A multiplex driving method and driving apparatus are provided for a liquid crystal display device having a liquid crystal layer disposed between a pair of substrates, a plurality of row electrodes arranged on one of the substrates and a plurality of column electrodes arranged on the other substrate, the plurality of row electrodes being arranged in plural groups. A portion of the row electrodes are simultaneously selected a within a selection period in which the selection period is divided into a plurality of intervals.

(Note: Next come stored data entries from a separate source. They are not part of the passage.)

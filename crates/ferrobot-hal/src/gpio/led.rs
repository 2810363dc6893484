use std::sync::Arc;

use ferrobot_types::{FerroError, Value};
use parking_lot::Mutex;

use super::level_param;
use crate::connection::{Connection, DigitalWriter, unsupported};
use crate::device::{Device, DriverBase};

struct LedCore {
    connection: Arc<dyn Connection>,
    writer: Arc<dyn DigitalWriter>,
    pin: String,
    high: Mutex<bool>,
}

impl LedCore {
    fn set(&self, on: bool) -> Result<(), FerroError> {
        let mut high = self.high.lock();
        self.writer.digital_write(&self.pin, u8::from(on))?;
        *high = on;
        Ok(())
    }

    fn toggle(&self) -> Result<(), FerroError> {
        let on = !*self.high.lock();
        self.set(on)
    }

    fn brightness(&self, level: u8) -> Result<(), FerroError> {
        let pwm = self
            .connection
            .as_pwm_writer()
            .ok_or_else(|| unsupported("PwmWrite", self.connection.as_ref()))?;
        let mut high = self.high.lock();
        pwm.pwm_write(&self.pin, level)?;
        *high = level > 0;
        Ok(())
    }
}

/// An LED on a digital output.
///
/// Commands: `On`, `Off`, `Toggle` and `Brightness` (param `level`, needs a
/// PWM capable connection).
pub struct LedDriver {
    base: DriverBase,
    core: Arc<LedCore>,
}

impl LedDriver {
    pub fn new<C: DigitalWriter + 'static>(connection: Arc<C>, pin: &str) -> Self {
        let conn: Arc<dyn Connection> = connection.clone();
        let base = DriverBase::new("LED", Arc::clone(&conn));
        let core = Arc::new(LedCore {
            connection: conn,
            writer: connection,
            pin: pin.to_string(),
            high: Mutex::new(false),
        });

        let commander = base.commander();
        let c = Arc::clone(&core);
        commander.add_command("On", move |_| c.set(true).map(|()| Value::Null));
        let c = Arc::clone(&core);
        commander.add_command("Off", move |_| c.set(false).map(|()| Value::Null));
        let c = Arc::clone(&core);
        commander.add_command("Toggle", move |_| c.toggle().map(|()| Value::Null));
        let c = Arc::clone(&core);
        commander.add_command("Brightness", move |params| {
            c.brightness(level_param(params)?).map(|()| Value::Null)
        });

        Self { base, core }
    }

    pub fn pin(&self) -> &str {
        &self.core.pin
    }

    /// Whether the LED is lit.
    pub fn state(&self) -> bool {
        *self.core.high.lock()
    }

    /// # Errors
    ///
    /// Propagates the connection's write error.
    pub fn on(&self) -> Result<(), FerroError> {
        self.core.set(true)
    }

    /// # Errors
    ///
    /// Propagates the connection's write error.
    pub fn off(&self) -> Result<(), FerroError> {
        self.core.set(false)
    }

    /// # Errors
    ///
    /// Propagates the connection's write error.
    pub fn toggle(&self) -> Result<(), FerroError> {
        self.core.toggle()
    }

    /// # Errors
    ///
    /// [`FerroError::Unsupported`] when the connection has no PWM output.
    pub fn brightness(&self, level: u8) -> Result<(), FerroError> {
        self.core.brightness(level)
    }
}

impl Device for LedDriver {
    fn base(&self) -> &DriverBase {
        &self.base
    }

    fn driver_type(&self) -> &'static str {
        "LED"
    }
}

#[cfg(test)]
mod tests {
    use super::*;
    use crate::connection::NameCell;
    use crate::sim::{SimAdaptor, WriteKind};
    use ferrobot_types::Params;

    /// Digital output without PWM.
    struct PlainGpio {
        name: NameCell,
    }

    impl Connection for PlainGpio {
        fn name(&self) -> String {
            self.name.get()
        }
        fn set_name(&self, name: &str) {
            self.name.set(name);
        }
        fn connect(&self) -> Result<(), FerroError> {
            Ok(())
        }
        fn finalize(&self) -> Result<(), FerroError> {
            Ok(())
        }
        fn adaptor_type(&self) -> &'static str {
            "PlainGpio"
        }
    }

    impl DigitalWriter for PlainGpio {
        fn digital_write(&self, _pin: &str, _level: u8) -> Result<(), FerroError> {
            Ok(())
        }
    }

    fn sim() -> Arc<SimAdaptor> {
        let sim = Arc::new(SimAdaptor::new());
        sim.connect().unwrap();
        sim
    }

    #[test]
    fn on_off_toggle_track_state() {
        let sim = sim();
        let led = LedDriver::new(Arc::clone(&sim), "13");
        assert!(!led.state());
        led.on().unwrap();
        assert!(led.state());
        led.toggle().unwrap();
        assert!(!led.state());
        led.toggle().unwrap();
        led.off().unwrap();
        assert_eq!(sim.written(WriteKind::Digital, "13"), vec![1, 0, 1, 0]);
    }

    #[test]
    fn brightness_uses_pwm() {
        let sim = sim();
        let led = LedDriver::new(Arc::clone(&sim), "3");
        let mut params = Params::new();
        params.insert("level".into(), Value::from(200));
        led.commander().call("Brightness", &params).unwrap().unwrap();
        assert_eq!(sim.written(WriteKind::Pwm, "3"), vec![200]);
        assert!(led.state());

        params.insert("level".into(), Value::from(300));
        let err = led.commander().call("Brightness", &params).unwrap().unwrap_err();
        assert!(matches!(err, FerroError::Command(_)));
    }

    #[test]
    fn brightness_without_pwm_is_unsupported() {
        let gpio = Arc::new(PlainGpio {
            name: NameCell::new("plain"),
        });
        let led = LedDriver::new(gpio, "1");
        led.on().unwrap();
        let err = led.brightness(10).unwrap_err();
        assert_eq!(err.to_string(), "plain does not support PwmWrite");
        assert!(led.state());
    }

    #[test]
    fn write_failure_keeps_state() {
        let sim = Arc::new(SimAdaptor::new());
        let led = LedDriver::new(Arc::clone(&sim), "13");
        assert!(led.commander().call("On", &Params::new()).unwrap().is_err());
        assert!(!led.state());
    }
}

A weighted voltage is applied in accordance with desired display data in each of the plurality of intervals to achieve a gray scale display.
Legal claims defining the scope of protection, as filed with the USPTO.
1. A method for driving a plurality of liquid crystals in accordance with a plurality of display data, each datum of said display data being defined by N digits describing a gray scale for display by a corresponding one of said plurality of liquid crystals, said plurality of liquid crystals being disposed between a plurality of data electrodes and a plurality of scanning electrodes, said method comprising: a first pulse-shape determining step of determining pulse shapes of scanning signals to be applied for one selection sub-period within a group of selection sub-periods collectively constituting a selection period within a frame period, said plurality of scanning electrodes being sub-divided into a plurality of scanning electrode groups, each of said scanning electrode groups including a predetermined number of scanning electrodes, said selection period being used to select one of said scanning electrode groups in accordance with an orthogonal function defining the pulse shapes of said scanning signals; a first signal application step for applying for the one selection sub-period to the predetermined number of scanning electrodes within said selected scanning electrode group, the scanning signals having the pulse shapes determined in said first pulse-shape determining step; a second pulse-shape determining step for determining a pulse shape of a data signal to be applied for an Mth sub-period division of L sub-period divisions collectively constituting one of said selection sub-periods within a selection period, where L is equal to or greater than N, the pulse shape being determined in accordance with first data values corresponding to the pulse shapes of the scanning signals determined in said first pulse-shape determining step and second data values corresponding to the Mth digit of the N digits of predetermined display data from said plurality of display data, said predetermined display data being applied to selected liquid crystals within said plurality of liquid crystals addressed by the scanning electrodes within said selected scanning electrode group and a selected data electrode; and a second signal application step for applying to said selected electrode during the Mth sub-period division, the data signal having the pulse shape determined in said second pulse-shape determining step.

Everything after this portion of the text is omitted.